García-Cáceres C, Fuente-Martín E, Burgos-Ramos E, Granado M, Frago LM, Barrios V, Horvath T, Argente J, Chowen JA - Endocrinology (2011)

Bottom Line: Astrocytes participate in neuroendocrine functions partially through modulation of synaptic input density in the hypothalamus.Indeed, glial ensheathing of neurons is modified by specific hormones, thus determining the availability of neuronal membrane space for synaptic inputs, with the loss of this plasticity possibly being involved in pathological processes.However, acute leptin treatment reduced hypothalamic GFAP levels and induced synaptic protein levels 1 h after administration, with no effect on vimentin.

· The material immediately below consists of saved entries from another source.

//! Making the max-age permanent after a renewal.

use tracing::{debug, info};

use autohsts_common::HostId;

use super::AutoHsts;
use crate::clock::Clock;
use crate::directive::DirectiveAccessor;
use crate::error::HstsResult;
use crate::header;
use crate::modules::ModuleRegistry;
use crate::progress::{ProgressRecord, ProgressStore};
use crate::renewal::Lineage;

/// Result of one promotion attempt for one host
#[derive(Debug, Clone, Copy, PartialEq, Eq)]
pub enum PromoteOutcome {
    /// The host has no progress record
    Untracked,
    /// The host has not reached the last step yet
    NotDue,
    /// The renewed certificate is not the one this host serves
    NotInLineage,
    /// Header set to the permanent value and tracking stopped
    Promoted { max_age: u64 },
}

/// Summary of promotions after one renewal
#[derive(Debug, Clone, Default, PartialEq, Eq)]
pub struct DeployReport {
    pub promoted: Vec<HostId>,
    pub not_due: Vec<HostId>,
    pub not_in_lineage: Vec<HostId>,
}

impl<T, M, S, C> AutoHsts<T, M, S, C>
where
    T: DirectiveAccessor,
    M: ModuleRegistry,
    S: ProgressStore,
    C: Clock,
{
    /// Make the host's max-age permanent if it sits on the last step
    ///
    /// Returns without writing to the store when nothing is tracked.
    pub fn promote_if_due(&mut self, host: &HostId, lineage: &Lineage) -> HstsResult<PromoteOutcome> {
        let records = self.store.fetch_all()?;
        if records.is_empty() {
            return Ok(PromoteOutcome::Untracked);
        }

        match records.get(host) {
            Some(record) => self.promote_record(record, lineage),
            None => Ok(PromoteOutcome::Untracked),
        }
    }

    /// Run [`promote_if_due`](Self::promote_if_due) for every tracked host
    pub fn deploy(&mut self, lineage: &Lineage) -> HstsResult<DeployReport> {
        let records = self.store.fetch_all()?;
        if records.is_empty() {
            debug!(lineage = %lineage.id, "No hosts tracked by AutoHSTS");
            return Ok(DeployReport::default());
        }

        let mut report = DeployReport::default();
        for (host, record) in &records {
            match self.promote_record(record, lineage)? {
                PromoteOutcome::Promoted { .. } => report.promoted.push(host.clone()),
                PromoteOutcome::NotDue => report.not_due.push(host.clone()),
                PromoteOutcome::NotInLineage => report.not_in_lineage.push(host.clone()),
                PromoteOutcome::Untracked => {}
            }
        }

        if !report.promoted.is_empty() {
            info!(
                lineage = %lineage.id,
                promoted = report.promoted.len(),
                "Made HSTS max-age permanent"
            );
        }
        Ok(report)
    }

    fn promote_record(&mut self, record: &ProgressRecord, lineage: &Lineage) -> HstsResult<PromoteOutcome> {
        record.check(&self.schedule)?;
        let host = &record.host_id;

        if record.current_index != self.schedule.last_index() {
            debug!(
                host = %host,
                step = record.current_index,
                "HSTS max-age not at last step, not making permanent"
            );
            return Ok(PromoteOutcome::NotDue);
        }

        let path = self.tree.resolve_host(host)?;
        if !header::uses_key_file(&self.tree, &path, &lineage.key_path_str())? {
            debug!(
                host = %host,
                lineage = %lineage.id,
                "Host not served by the renewed certificate"
            );
            return Ok(PromoteOutcome::NotInLineage);
        }

        let permanent = self.schedule.permanent();
        self.transaction(|m| {
            m.write_max_age(&path, permanent)?;
            m.store.delete(host)?;
            Ok(())
        })?;

        info!(
            host = %host,
            max_age = permanent,
            "Strict-Transport-Security max-age made permanent"
        );
        Ok(PromoteOutcome::Promoted { max_age: permanent })
    }
}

View Article: PubMed Central - PubMed

Affiliation: Department of Endocrinology, Hospital Infantil Universitario Niño Jesús, Avenida Menéndez Pelayo, 65, 28009 Madrid, Spain.

ABSTRACT
Astrocytes participate in neuroendocrine functions partially through modulation of synaptic input density in the hypothalamus. Indeed, glial ensheathing of neurons is modified by specific hormones, thus determining the availability of neuronal membrane space for synaptic inputs, with the loss of this plasticity possibly being involved in pathological processes. Leptin modulates synaptic inputs in the hypothalamus, but whether astrocytes participate in this action is unknown. Here we report that astrocyte structural proteins, such as glial fibrillary acidic protein (GFAP) and vimentin, are induced and astrocyte morphology modified by chronic leptin administration (intracerebroventricular, 2 wk), with these changes being inversely related to modifications in synaptic protein densities. Similar changes in glial structural proteins were observed in adult male rats that had increased body weight and circulating leptin levels due to neonatal overnutrition (overnutrition: four pups/litter vs. control: 12 pups/litter). However, acute leptin treatment reduced hypothalamic GFAP levels and induced synaptic protein levels 1 h after administration, with no effect on vimentin. In primary hypothalamic astrocyte cultures leptin also reduced GFAP levels at 1 h, with an induction at 24 h, indicating a possible direct effect of leptin. Hence, one mechanism by which leptin may affect metabolism is by modifying hypothalamic astrocyte morphology, which in turn could alter synaptic inputs to hypothalamic neurons. Furthermore, the responses to acute and chronic leptin exposure are inverse, raising the possibility that increased glial activation in response to chronic leptin exposure could be involved in central leptin resistance.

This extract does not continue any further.